Dès lors, une tentative d’extension de la solution du Conseil d’Etat semble vouée à l’échec. Et c’est tant mieux, parce qu’il aurait pu, de manière incidente, ouvrir la porte à une nouvelle pratique qui consisterait à ne pas notifier et, dans le cas où la violation ferait l’objet d’une publication dans les médias, plaider que la CNIL était déjà informée. Il reste indispensable de procéder à une notification formelle : sa réalisation est rapide et permet d’éviter bien des questions.
Par ailleurs, une tentative de généralisation de la solution soulèverait également des problèmes de forme, inhérentes au droit administratif français.

Quelle est la forme d’une notification ?


Un autre cas peut être imaginé : le responsable de traitement échange avec la Commission sur cette violation, mais ne notifie pas formellement en utilisant l’outil dédié à cet effet. L’objectif de l’article 33 du RGPD est bien rempli, puisque la Commission est informée de la violation de données. Néanmoins, est-ce suffisant pour considérer que la CNIL est régulièrement informée ?
Dans un premier temps, il convient de préciser que la CNIL refuserait certainement d’être notifiée ainsi, puisque cela nuirait à l’automatisation des tâches, au suivi des dossiers et à leur bon traitement.
Mais ce n’est pas tout : la CNIL étant une autorité administrative, sa saisine doit intervenir dans les conditions posées par le droit administratif: « lorsqu'[une administration] a mis en place un téléservice réservé à l’accomplissement de certaines démarches administratives, [elle] n’est régulièrement saisie par voie électronique que par l’usage de ce téléservice  » (article L. 112-9 du CRPA). Il convient de préciser que ce téléservice peut revêtir la forme d’une simple boîte mail.

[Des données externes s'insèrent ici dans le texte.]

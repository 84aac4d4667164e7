// Batch analysis: score many texts through the analyzer.
//
// Runs on the caller's task with a bounded number of analyses in flight.
// Each text still goes through its own probe-and-select cycle, so a remote
// that dies halfway through a batch is picked up by the fallback for the
// remaining items. Results come back in input order.

use std::collections::BTreeMap;
use std::path::Path;

use anyhow::{Context, Result};
use chrono::Utc;
use futures::stream::{self, StreamExt};
use indicatif::{ProgressBar, ProgressStyle};
use serde::Serialize;
use tracing::{info, warn};

use crate::moderation::{gate, PostVerdict};
use crate::output::truncate_chars;
use crate::toxicity::analyzer::ToxicityAnalyzer;
use crate::toxicity::traits::ToxicityResult;

const PREVIEW_CHARS: usize = 60;

/// One analyzed text.
#[derive(Debug, Clone, Serialize)]
pub struct BatchItem {
    pub index: usize,
    pub preview: String,
    pub backend: Option<&'static str>,
    pub result: Option<ToxicityResult>,
    pub verdict: Option<PostVerdict>,
    /// Set when the analyzer rejected the text
    pub error: Option<String>,
}

/// Summary of a batch run.
#[derive(Debug, Clone, Serialize)]
pub struct BatchReport {
    /// RFC 3339 timestamp
    pub generated_at: String,
    pub total: usize,
    pub flagged: usize,
    pub rejected: usize,
    /// Number of texts scored by each backend
    pub by_backend: BTreeMap<String, usize>,
    pub items: Vec<BatchItem>,
}

/// Read one text per non-blank line.
pub fn read_texts(path: &Path) -> Result<Vec<String>> {
    let raw = std::fs::read_to_string(path)
        .with_context(|| format!("Failed to read {}", path.display()))?;
    Ok(raw
        .lines()
        .map(str::trim)
        .filter(|line| !line.is_empty())
        .map(str::to_string)
        .collect())
}

/// Analyze every text with at most `concurrency` analyses in flight.
pub async fn analyze_batch(
    analyzer: &ToxicityAnalyzer,
    texts: &[String],
    concurrency: usize,
    show_progress: bool,
) -> Result<BatchReport> {
    let pb = if show_progress {
        ProgressBar::new(texts.len() as u64)
    } else {
        ProgressBar::hidden()
    };
    pb.set_style(
        ProgressStyle::default_bar()
            .template("  Analyzing [{bar:30}] {pos}/{len} ({eta})")
            .context("Invalid progress bar template")?,
    );

    let items: Vec<BatchItem> = stream::iter(texts.iter().enumerate().map(|(index, text)| {
        let pb = &pb;
        async move {
            let preview = truncate_chars(text, PREVIEW_CHARS);
            let item = match analyzer.analyze_detailed(text).await {
                Ok(outcome) => BatchItem {
                    index,
                    preview,
                    backend: Some(outcome.backend),
                    verdict: Some(gate(&outcome.result)),
                    result: Some(outcome.result),
                    error: None,
                },
                Err(e) => {
                    warn!(index = index, error = %e, "Skipping text");
                    BatchItem {
                        index,
                        preview,
                        backend: None,
                        result: None,
                        verdict: None,
                        error: Some(e.to_string()),
                    }
                }
            };
            pb.inc(1);
            item
        }
    }))
    .buffered(concurrency.max(1))
    .collect()
    .await;
    pb.finish_and_clear();

    let mut by_backend: BTreeMap<String, usize> = BTreeMap::new();
    for backend in items.iter().filter_map(|i| i.backend) {
        *by_backend.entry(backend.to_string()).or_insert(0) += 1;
    }
    let flagged = items
        .iter()
        .filter(|i| i.result.as_ref().is_some_and(|r| r.is_flagged))
        .count();
    let rejected = items.iter().filter(|i| i.error.is_some()).count();

    info!(
        total = items.len(),
        flagged = flagged,
        rejected = rejected,
        "Batch analysis complete"
    );

    Ok(BatchReport {
        generated_at: Utc::now().to_rfc3339(),
        total: items.len(),
        flagged,
        rejected,
        by_backend,
        items,
    })
}
// Pipelines: multi-text workflows built on the analyzer.

pub mod batch;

Force est de constater que la CNIL a bien mis en place un téléservice permettant de la notifier de la survenance d’une violation de données à caractère personnel. En conséquence, et selon les termes du CRPA, il est possible de considérer que la Commission n’a pas été régulièrement notifiée si cela a été fait par un autre moyen que celui prévu à cet effet. Dès lors, un responsable de traitement souhaitant informer la CNIL doit obligatoirement le faire par le biais du téléservice, à défaut de quoi un manquement à l’obligation de notification pourrait être retenu. En revanche, si c’est la CNIL qui s’informe sur la violation par ses propres moyens (médias, contrôle, etc.), il n’est alors – en théorie – pas nécessaire de la notifier.

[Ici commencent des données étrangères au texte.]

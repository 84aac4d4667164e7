// MAX toxic-comment classifier backend.
//
// The model server takes a list of texts, POST {"text": ["..."]}, and
// answers {"status": "ok", "results": [{"predictions": {...}}]} with one
// entry per input. We send exactly one text and read the first result.
// The server has no separate health route, so the probe posts a tiny
// request to the predict endpoint itself.

use std::time::Duration;

use anyhow::{Context, Result};
use async_trait::async_trait;
use reqwest::Client;
use serde::{Deserialize, Serialize};
use tracing::debug;

use super::error::AnalysisError;
use super::normalize::{normalize, CategoryKind, RawScores, SentimentSignal, MAX_MODEL_PROFILE};
use super::traits::{RemoteBackend, ToxicityBackend, ToxicityResult};
use crate::output::truncate_chars;

/// Default predict endpoint of a locally running model server.
pub const DEFAULT_MAX_MODEL_URL: &str = "http://localhost:5000/model/predict";

pub const BACKEND_NAME: &str = "max-model";

/// The model reports no confidence of its own.
const MODEL_CONFIDENCE: f64 = 0.9;

const PROBE_TEXT: &str = "ping";

/// Client for the MAX model server.
pub struct MaxModelBackend {
    client: Client,
    predict_url: String,
}

impl MaxModelBackend {
    pub fn new(predict_url: &str, timeout: Duration) -> Result<Self> {
        let client = Client::builder()
            .timeout(timeout)
            .user_agent("cinder/0.1 (toxicity-analysis)")
            .build()
            .context("Failed to build HTTP client")?;

        Ok(Self {
            client,
            predict_url: predict_url.trim_end_matches('/').to_string(),
        })
    }

    pub fn predict_url(&self) -> &str {
        &self.predict_url
    }

    async fn post(&self, content: &str) -> Result<reqwest::Response, AnalysisError> {
        let response = self
            .client
            .post(&self.predict_url)
            .json(&MaxRequest {
                text: vec![content],
            })
            .send()
            .await
            .map_err(|e| AnalysisError::unavailable(BACKEND_NAME, e.to_string()))?;

        let status = response.status();
        if !status.is_success() {
            let body = response.text().await.unwrap_or_default();
            return Err(AnalysisError::unavailable(
                BACKEND_NAME,
                format!("returned {status}: {body}"),
            ));
        }
        Ok(response)
    }
}

#[async_trait]
impl ToxicityBackend for MaxModelBackend {
    fn name(&self) -> &'static str {
        BACKEND_NAME
    }

    async fn analyze(&self, content: &str) -> Result<ToxicityResult, AnalysisError> {
        let body = self
            .post(content)
            .await?
            .text()
            .await
            .map_err(|e| AnalysisError::unavailable(BACKEND_NAME, e.to_string()))?;

        let reply: MaxResponse = serde_json::from_str(&body)
            .map_err(|e| AnalysisError::malformed(BACKEND_NAME, e.to_string()))?;

        let first = reply
            .results
            .into_iter()
            .next()
            .ok_or_else(|| AnalysisError::malformed(BACKEND_NAME, "no results returned"))?;

        debug!(
            status = ?reply.status,
            toxic = first.predictions.toxic,
            threat = first.predictions.threat,
            text_preview = %truncate_chars(first.original_text.as_deref().unwrap_or(""), 50),
            "MAX model prediction"
        );

        Ok(normalize(
            &first.predictions.into_raw_scores(),
            content,
            &MAX_MODEL_PROFILE,
        ))
    }
}

#[async_trait]
impl RemoteBackend for MaxModelBackend {
    async fn check_health(&self) -> Result<(), AnalysisError> {
        self.post(PROBE_TEXT).await.map(|_| ())
    }
}

// --- MAX model request/response types ---

#[derive(Serialize)]
struct MaxRequest<'a> {
    text: Vec<&'a str>,
}

#[derive(Debug, Clone, Deserialize)]
pub struct MaxResponse {
    pub status: Option<String>,
    #[serde(default)]
    pub results: Vec<MaxResult>,
}

#[derive(Debug, Clone, Deserialize)]
pub struct MaxResult {
    /// Echo of the input as the server received it
    pub original_text: Option<String>,
    pub predictions: MaxPredictions,
}

/// Per-label probabilities. Older deployments used the long label names,
/// which are accepted as aliases.
#[derive(Debug, Clone, Deserialize)]
pub struct MaxPredictions {
    #[serde(alias = "toxicity")]
    pub toxic: f64,
    #[serde(default, alias = "severe_toxicity")]
    pub severe_toxic: f64,
    #[serde(default)]
    pub obscene: f64,
    #[serde(default)]
    pub threat: f64,
    #[serde(default)]
    pub insult: f64,
    #[serde(default, alias = "identity_attack")]
    pub identity_hate: f64,
    pub sexual_explicit: Option<f64>,
}

impl MaxPredictions {
    pub fn into_raw_scores(self) -> RawScores {
        let mut categories = vec![
            (CategoryKind::Toxicity, self.toxic),
            (CategoryKind::SevereToxicity, self.severe_toxic),
            (CategoryKind::Obscene, self.obscene),
            (CategoryKind::Threat, self.threat),
            (CategoryKind::Insult, self.insult),
            (CategoryKind::IdentityAttack, self.identity_hate),
        ];
        if let Some(sexual) = self.sexual_explicit {
            categories.push((CategoryKind::SexualExplicit, sexual));
        }

        RawScores {
            toxicity: self.toxic,
            categories,
            extra: Default::default(),
            sentiment: SentimentSignal::FromScores,
            confidence: MODEL_CONFIDENCE,
        }
    }
}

En pratique, l’une des missions qui est attribuée à la CNIL étant l’accompagnement des responsables de traitement, il y a fort à parier qu’une si la CNIL était saisie de manière irrégulière, elle prendrait le temps de guider le responsable de traitement dans l’accomplissement de la bonne démarche, voire accepterait la saisine si toutes les informations requises étaient présentes. Il me semble que, dans l’affaire qui nous occupe, le manquement à l’obligation de notification avait uniquement été retenue à titre subsidiaire, pour justifier un peu plus la décision de sanctionner le responsable de traitement.

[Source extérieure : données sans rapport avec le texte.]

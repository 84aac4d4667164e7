// Toxicity backend traits: the swap-ready abstraction.
//
// Every backend (local rule engine or remote model) produces the same
// canonical ToxicityResult. Remote backends additionally expose a liveness
// probe so the selector can decide whether to route traffic to them.

use async_trait::async_trait;
use serde::{Deserialize, Serialize};

use super::error::AnalysisError;

/// Coarse moderation urgency derived from the overall score.
#[derive(Debug, Clone, Copy, PartialEq, Eq, PartialOrd, Ord, Hash, Serialize, Deserialize)]
#[serde(rename_all = "snake_case")]
pub enum Severity {
    None,
    Low,
    Medium,
    High,
    Critical,
}

/// Score cut-offs (0-100 domain) for the none/low/medium/high bands.
/// `Critical` is only reachable through the threat override.
#[derive(Debug, Clone, Copy, PartialEq)]
pub struct SeverityBands {
    pub low: f64,
    pub medium: f64,
    pub high: f64,
}

/// Bands used by the local rule engine.
pub const RULE_BASED_BANDS: SeverityBands = SeverityBands {
    low: 20.0,
    medium: 40.0,
    high: 70.0,
};

/// Bands used for remote model output.
pub const REMOTE_BANDS: SeverityBands = SeverityBands {
    low: 30.0,
    medium: 50.0,
    high: 70.0,
};

impl Severity {
    /// Map a 0-100 score onto a band. NaN falls through to `None`.
    pub fn from_score(score: f64, bands: &SeverityBands) -> Self {
        match score {
            s if s >= bands.high => Severity::High,
            s if s >= bands.medium => Severity::Medium,
            s if s >= bands.low => Severity::Low,
            _ => Severity::None,
        }
    }

    pub fn as_str(&self) -> &'static str {
        match self {
            Severity::None => "none",
            Severity::Low => "low",
            Severity::Medium => "medium",
            Severity::High => "high",
            Severity::Critical => "critical",
        }
    }
}

impl std::fmt::Display for Severity {
    fn fmt(&self, f: &mut std::fmt::Formatter<'_>) -> std::fmt::Result {
        write!(f, "{}", self.as_str())
    }
}

/// Coarse sentiment label attached to every result.
#[derive(Debug, Clone, Copy, PartialEq, Eq, Hash, Serialize, Deserialize)]
#[serde(rename_all = "snake_case")]
pub enum Sentiment {
    Positive,
    Neutral,
    Negative,
    Mixed,
    VeryPositive,
    VeryNegative,
}

impl Sentiment {
    pub fn as_str(&self) -> &'static str {
        match self {
            Sentiment::Positive => "positive",
            Sentiment::Neutral => "neutral",
            Sentiment::Negative => "negative",
            Sentiment::Mixed => "mixed",
            Sentiment::VeryPositive => "very_positive",
            Sentiment::VeryNegative => "very_negative",
        }
    }
}

impl std::fmt::Display for Sentiment {
    fn fmt(&self, f: &mut std::fmt::Formatter<'_>) -> std::fmt::Result {
        write!(f, "{}", self.as_str())
    }
}

/// One named toxicity dimension with its display-domain score.
#[derive(Debug, Clone, PartialEq, Serialize, Deserialize)]
pub struct ToxicityCategory {
    pub name: String,
    /// 0.0 to 100.0
    pub score: f64,
    /// True iff `score` exceeds the category's detection threshold
    pub detected: bool,
    /// Empty for dynamically named categories reported by a remote model
    pub description: String,
}

/// The canonical verdict for one piece of text.
///
/// Built fresh per analysis call and owned by the caller afterwards.
#[derive(Debug, Clone, PartialEq, Serialize, Deserialize)]
pub struct ToxicityResult {
    /// Overall score from 0.0 (benign) to 100.0 (very toxic)
    pub score: f64,
    pub is_flagged: bool,
    pub severity: Severity,
    pub sentiment: Sentiment,
    /// 0.0 to 1.0
    pub confidence: f64,
    pub categories: Vec<ToxicityCategory>,
    /// Tokens and phrases that triggered a category, in detection order
    pub toxic_words: Vec<String>,
    /// Remediation and warning messages, in detection order
    pub suggestions: Vec<String>,
}

impl ToxicityResult {
    /// Look up a category by display name.
    pub fn category(&self, name: &str) -> Option<&ToxicityCategory> {
        self.categories.iter().find(|c| c.name == name)
    }
}

/// Trait for scoring text toxicity. Async because two of the three
/// backends make HTTP calls; the rule engine simply never awaits.
#[async_trait]
pub trait ToxicityBackend: Send + Sync {
    /// Short stable name used in logs and error context.
    fn name(&self) -> &'static str;

    /// Score a single text and return the canonical result.
    async fn analyze(&self, content: &str) -> Result<ToxicityResult, AnalysisError>;
}

/// A backend that lives behind the network and can be probed for liveness.
#[async_trait]
pub trait RemoteBackend: ToxicityBackend {
    /// Single liveness request. Any non-success outcome is an error.
    async fn check_health(&self) -> Result<(), AnalysisError>;
}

En conclusion, cet arrêt ne remet pas en cause la nécessité de notifier la CNIL, sauf si c’est elle qui vous informe de la violation. Et c’est tant mieux: il n’est donc pas une porte ouverte à une nouvelle pratique qui consisterait à ne pas notifier et, dans le cas où la violation ferait l’objet d’une publication dans les médias, plaider que la CNIL était déjà informée. Il reste indispensable de procéder à une notification formelle : sa réalisation est rapide et permet d’éviter bien des questions.